FYI ----- Forwarded message -----
From: "Timothy Arceri" <t_arceri@xxxxxxxxxxxx>
To: "Leonardo \"LeartS\" Donelli" <learts92@xxxxxxxxx>
Subject: Re: [Papercuts-ninja] Paper Cuts in 13.10
Date: Fri, May 10, 2013 8:48 am

Hi Leonardo,

Welcome to the project and thanks for the good feedback. Beginner documentation is an ongoing issue and one we attempted to address last release, we can always use improvements in this area. 

I took a look at your eye of gnome patch and it looks pretty good well done. I have provided a review with a couple of comments you will need to address then hopefully the upstream dev should have no problem accepting it. Again welcome and I look forward to seeing more fixes from you over the next release cycle.

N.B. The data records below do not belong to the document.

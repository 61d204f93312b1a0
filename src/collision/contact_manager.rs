use crate::bodies::PhysicsBody;
use crate::collision::{Contact, ContactId, NarrowPhase, ProxyPair};
use crate::core::{
    BodyHandle, CollisionBehavior, CollisionEvent, CollisionEventType, EventQueue, FixtureHandle,
    PhysicsCommands, Storage,
};
use crate::fixtures::Fixture;
use crate::math::Vec2;

use std::collections::{BTreeMap, HashMap};

/// Owns the global contact list and keeps it consistent with the broadphase.
///
/// Contacts persist across ticks; only their manifolds, touching state and
/// per-tick island flags change. All passes iterate in ascending contact id
/// order so the step stays deterministic.
pub struct ContactManager {
    contacts: BTreeMap<ContactId, Contact>,
    pair_map: HashMap<(FixtureHandle, FixtureHandle), ContactId>,
    next_id: u32,
}

impl ContactManager {
    /// Creates a new empty contact manager
    pub fn new() -> Self {
        Self {
            contacts: BTreeMap::new(),
            pair_map: HashMap::new(),
            next_id: 1,
        }
    }

    /// Returns the number of live contacts
    pub fn contact_count(&self) -> usize {
        self.contacts.len()
    }

    /// Gets a contact by id
    pub fn contact(&self, id: ContactId) -> Option<&Contact> {
        self.contacts.get(&id)
    }

    /// Gets a mutable contact by id
    pub(crate) fn contact_mut(&mut self, id: ContactId) -> Option<&mut Contact> {
        self.contacts.get_mut(&id)
    }

    /// Returns an iterator over all contacts in id order
    pub fn contacts(&self) -> impl Iterator<Item = (ContactId, &Contact)> {
        self.contacts.iter().map(|(id, c)| (*id, c))
    }

    /// Returns the contact id tracking a fixture pair, if one exists
    pub fn contact_for_pair(
        &self,
        fixture_a: FixtureHandle,
        fixture_b: FixtureHandle,
    ) -> Option<ContactId> {
        self.pair_map.get(&pair_key(fixture_a, fixture_b)).copied()
    }

    /// Creates contacts for broadphase pairs that do not have one yet.
    ///
    /// A pair is skipped when both fixtures belong to the same body, either
    /// body opted out of collision, or the layer/mask filters do not
    /// intersect. Existing pairs are a no-op.
    pub fn find_new_contacts(
        &mut self,
        pairs: &[ProxyPair],
        bodies: &mut Storage<PhysicsBody, BodyHandle>,
        fixtures: &Storage<Fixture, FixtureHandle>,
    ) {
        for pair in pairs {
            let key = pair_key(pair.fixture_a, pair.fixture_b);
            if self.pair_map.contains_key(&key) {
                continue;
            }

            let (Some(fixture_a), Some(fixture_b)) =
                (fixtures.get(key.0), fixtures.get(key.1))
            else {
                continue;
            };

            let body_a = fixture_a.body();
            let body_b = fixture_b.body();
            if body_a == body_b {
                continue;
            }
            if !fixture_a.should_collide(fixture_b) {
                continue;
            }

            let collidable = bodies.get(body_a).is_some_and(|b| b.can_collide())
                && bodies.get(body_b).is_some_and(|b| b.can_collide());
            if !collidable {
                continue;
            }

            let hard = fixture_a.hard && fixture_b.hard;
            let mut contact = Contact::new(key.0, key.1, body_a, body_b, hard);
            contact.friction = fixture_a.material.friction.min(fixture_b.material.friction);
            contact.restitution = fixture_a
                .material
                .restitution
                .max(fixture_b.material.restitution);

            let id = ContactId(self.next_id);
            self.next_id += 1;
            self.contacts.insert(id, contact);
            self.pair_map.insert(key, id);

            if let Some(body) = bodies.get_mut(body_a) {
                body.add_contact_edge(id);
            }
            if let Some(body) = bodies.get_mut(body_b) {
                body.add_contact_edge(id);
            }
        }
    }

    /// Refreshes every contact: destroys pairs whose proxies stopped
    /// overlapping or whose fixtures vanished, and runs the narrow phase on
    /// the survivors to update manifolds and touching state.
    pub fn collide(
        &mut self,
        bodies: &mut Storage<PhysicsBody, BodyHandle>,
        fixtures: &Storage<Fixture, FixtureHandle>,
        narrow_phase: &dyn NarrowPhase,
        events: &mut EventQueue,
    ) {
        let ids: Vec<ContactId> = self.contacts.keys().copied().collect();

        for id in ids {
            let (fh_a, fh_b, body_a, body_b) = {
                let Some(contact) = self.contacts.get(&id) else {
                    continue;
                };
                (
                    contact.fixture_a,
                    contact.fixture_b,
                    contact.body_a,
                    contact.body_b,
                )
            };

            // A stale fixture or body reference invalidates the contact.
            let (Some(fixture_a), Some(fixture_b)) = (fixtures.get(fh_a), fixtures.get(fh_b))
            else {
                self.destroy_contact(id, bodies, events);
                continue;
            };

            let collidable = bodies.get(body_a).is_some_and(|b| b.can_collide())
                && bodies.get(body_b).is_some_and(|b| b.can_collide());
            if !collidable {
                self.destroy_contact(id, bodies, events);
                continue;
            }

            let overlap = match (fixture_a.proxy(), fixture_b.proxy()) {
                (Some(pa), Some(pb)) => pa.aabb.intersects(&pb.aabb),
                _ => false,
            };
            if !overlap {
                self.destroy_contact(id, bodies, events);
                continue;
            }

            let transform_a = bodies.get(body_a).map(|b| b.transform());
            let transform_b = bodies.get(body_b).map(|b| b.transform());
            let (Some(transform_a), Some(transform_b)) = (transform_a, transform_b) else {
                self.destroy_contact(id, bodies, events);
                continue;
            };

            let manifold = narrow_phase.collide(
                fixture_a.shape.as_ref(),
                &transform_a,
                fixture_b.shape.as_ref(),
                &transform_b,
            );

            let Some(contact) = self.contacts.get_mut(&id) else {
                continue;
            };
            let was_touching = contact.touching;

            match manifold {
                Some(mut manifold) if contact.enabled => {
                    manifold.inherit_impulses(&contact.manifold);
                    contact.manifold = manifold;
                    contact.touching = true;
                }
                _ => {
                    contact.manifold.points.clear();
                    contact.touching = false;
                }
            }

            let (touching, body_a, body_b, normal, hard) = (
                contact.touching,
                contact.body_a,
                contact.body_b,
                contact.manifold.normal,
                contact.hard,
            );

            if touching && !was_touching {
                // A fresh touch wakes both ends of the contact.
                wake_pair(bodies, body_a, body_b, events);
                events.add_collision_event(CollisionEvent {
                    event_type: CollisionEventType::Begin,
                    body_a,
                    body_b,
                    normal,
                    hard,
                });
            } else if touching && was_touching {
                events.add_collision_event(CollisionEvent {
                    event_type: CollisionEventType::Persist,
                    body_a,
                    body_b,
                    normal,
                    hard,
                });
            } else if !touching && was_touching {
                events.add_collision_event(CollisionEvent {
                    event_type: CollisionEventType::End,
                    body_a,
                    body_b,
                    normal: Vec2::zeros(),
                    hard,
                });
            }
        }
    }

    /// Runs collision behaviors for every touching, enabled contact.
    ///
    /// Each behavior sees `on_collide` once per touching contact on its body
    /// and `post_collide` once with the tick's hit count. A side whose body
    /// has a removal staged is skipped from that point on.
    pub fn pre_solve(
        &mut self,
        dt: f32,
        behaviors: &mut HashMap<BodyHandle, Vec<Box<dyn CollisionBehavior>>>,
        commands: &mut PhysicsCommands,
    ) {
        if behaviors.is_empty() {
            return;
        }

        let mut hit_counts: HashMap<(BodyHandle, usize), u32> = HashMap::new();

        for contact in self.contacts.values() {
            if !contact.touching || !contact.enabled {
                continue;
            }

            for (ours, other) in [
                (contact.body_a, contact.body_b),
                (contact.body_b, contact.body_a),
            ] {
                if commands.removal_queued(ours) || commands.removal_queued(other) {
                    continue;
                }
                let Some(list) = behaviors.get_mut(&ours) else {
                    continue;
                };
                for (idx, behavior) in list.iter_mut().enumerate() {
                    behavior.on_collide(ours, other, dt, commands);
                    *hit_counts.entry((ours, idx)).or_insert(0) += 1;
                }
            }
        }

        let mut hit: Vec<((BodyHandle, usize), u32)> = hit_counts.into_iter().collect();
        hit.sort_by_key(|&(key, _)| key);
        for ((body, idx), count) in hit {
            if commands.removal_queued(body) {
                continue;
            }
            if let Some(list) = behaviors.get_mut(&body) {
                if let Some(behavior) = list.get_mut(idx) {
                    behavior.post_collide(count, dt, commands);
                }
            }
        }
    }

    /// Enables or disables a contact. Disabled contacts are skipped by
    /// island building and solving until re-enabled; the bodies need not be
    /// re-woken for the change to take effect.
    pub fn set_contact_enabled(&mut self, id: ContactId, enabled: bool) -> bool {
        match self.contacts.get_mut(&id) {
            Some(contact) => {
                contact.enabled = enabled;
                true
            }
            None => false,
        }
    }

    /// Clears per-tick island bookkeeping on all contacts
    pub fn post_solve(&mut self) {
        for contact in self.contacts.values_mut() {
            contact.island_flag = false;
        }
    }

    /// Destroys a contact, unhooking it from both bodies' edge lists and
    /// emitting an `End` event if it was touching.
    pub(crate) fn destroy_contact(
        &mut self,
        id: ContactId,
        bodies: &mut Storage<PhysicsBody, BodyHandle>,
        events: &mut EventQueue,
    ) {
        let Some(contact) = self.contacts.remove(&id) else {
            return;
        };
        self.pair_map
            .remove(&pair_key(contact.fixture_a, contact.fixture_b));

        if let Some(body) = bodies.get_mut(contact.body_a) {
            body.remove_contact_edge(id);
        }
        if let Some(body) = bodies.get_mut(contact.body_b) {
            body.remove_contact_edge(id);
        }

        if contact.touching {
            events.add_collision_event(CollisionEvent {
                event_type: CollisionEventType::End,
                body_a: contact.body_a,
                body_b: contact.body_b,
                normal: Vec2::zeros(),
                hard: contact.hard,
            });
        }
    }

    /// Destroys every contact involving the given fixture
    pub(crate) fn destroy_contacts_for_fixture(
        &mut self,
        fixture: FixtureHandle,
        bodies: &mut Storage<PhysicsBody, BodyHandle>,
        events: &mut EventQueue,
    ) {
        let ids: Vec<ContactId> = self
            .contacts
            .iter()
            .filter(|(_, c)| c.fixture_a == fixture || c.fixture_b == fixture)
            .map(|(id, _)| *id)
            .collect();
        for id in ids {
            self.destroy_contact(id, bodies, events);
        }
    }
}

impl Default for ContactManager {
    fn default() -> Self {
        Self::new()
    }
}

fn pair_key(a: FixtureHandle, b: FixtureHandle) -> (FixtureHandle, FixtureHandle) {
    if a <= b {
        (a, b)
    } else {
        (b, a)
    }
}

fn wake_pair(
    bodies: &mut Storage<PhysicsBody, BodyHandle>,
    body_a: BodyHandle,
    body_b: BodyHandle,
    events: &mut EventQueue,
) {
    use crate::core::{BodyEvent, BodyEventType};

    for handle in [body_a, body_b] {
        if let Some(body) = bodies.get_mut(handle) {
            if !body.is_awake() && body.body_type().is_mobile() {
                body.wake_up();
                events.add_body_event(BodyEvent {
                    event_type: BodyEventType::Awake,
                    body: handle,
                });
            }
        }
    }
}
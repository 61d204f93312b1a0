use crate::math::Vec2;

#[cfg(feature = "serialize")]
use serde::{Deserialize, Serialize};

/// A 2D rigid transform: world position plus rotation angle in radians
#[derive(Debug, Clone, Copy, PartialEq)]
#[cfg_attr(feature = "serialize", derive(Serialize, Deserialize))]
pub struct Transform2 {
    /// World position
    pub position: Vec2,

    /// Rotation angle in radians
    pub angle: f32,
}

impl Transform2 {
    /// Creates a new transform from a position and an angle
    #[inline]
    pub fn new(position: Vec2, angle: f32) -> Self {
        Self { position, angle }
    }

    /// Creates a transform at the given position with no rotation
    #[inline]
    pub fn from_position(position: Vec2) -> Self {
        Self {
            position,
            angle: 0.0,
        }
    }

    /// The identity transform
    #[inline]
    pub fn identity() -> Self {
        Self {
            position: Vec2::zeros(),
            angle: 0.0,
        }
    }

    /// Rotates a local-space vector into world space
    #[inline]
    pub fn rotate(&self, v: Vec2) -> Vec2 {
        let (s, c) = self.angle.sin_cos();
        Vec2::new(c * v.x - s * v.y, s * v.x + c * v.y)
    }

    /// Transforms a local-space point into world space
    #[inline]
    pub fn transform_point(&self, p: Vec2) -> Vec2 {
        self.position + self.rotate(p)
    }
}

impl Default for Transform2 {
    fn default() -> Self {
        Self::identity()
    }
}
mod body;
mod body_type;

pub use self::body::{BodyFlags, PhysicsBody};
pub use self::body_type::BodyType;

Tim ----- Reply message -----
From: "Leonardo \"LeartS\" Donelli" <learts92@xxxxxxxxx>
To: "Ubuntu - Paper Cuts Ninja team" <papercuts-ninja@xxxxxxxxxxxxxxxxxxx>
Subject: [Papercuts-ninja] Paper Cuts in 13.10
Date: Fri, May 10, 2013 5:26 am

I got interested in Ubuntu development (I should say bugfixing) less than a week ago, and I joined the team a few days ago. So, I am a complete newbie.

As such, I think a big problem it's the feeling of being overwhelmed. I had to learn at least the basics debian/ubuntu packaging, Baazar, Launchpad, Bug reporting, patches, upstream/downstrem, etc.


I followed the Ubuntu Packaging Guide, which does not a bad job of guiding you through the steps, but the material is large, and naturally a lot of different questions and doubt arises, and the material in which you could find the answers is, in my opinion, not well organized. I've found myself using google a lot, while I think it should be a natural flow from a main "documentation index" to various pieces of documentation that can lead you and "show you around", introducing the different bricks separately, but in a common context.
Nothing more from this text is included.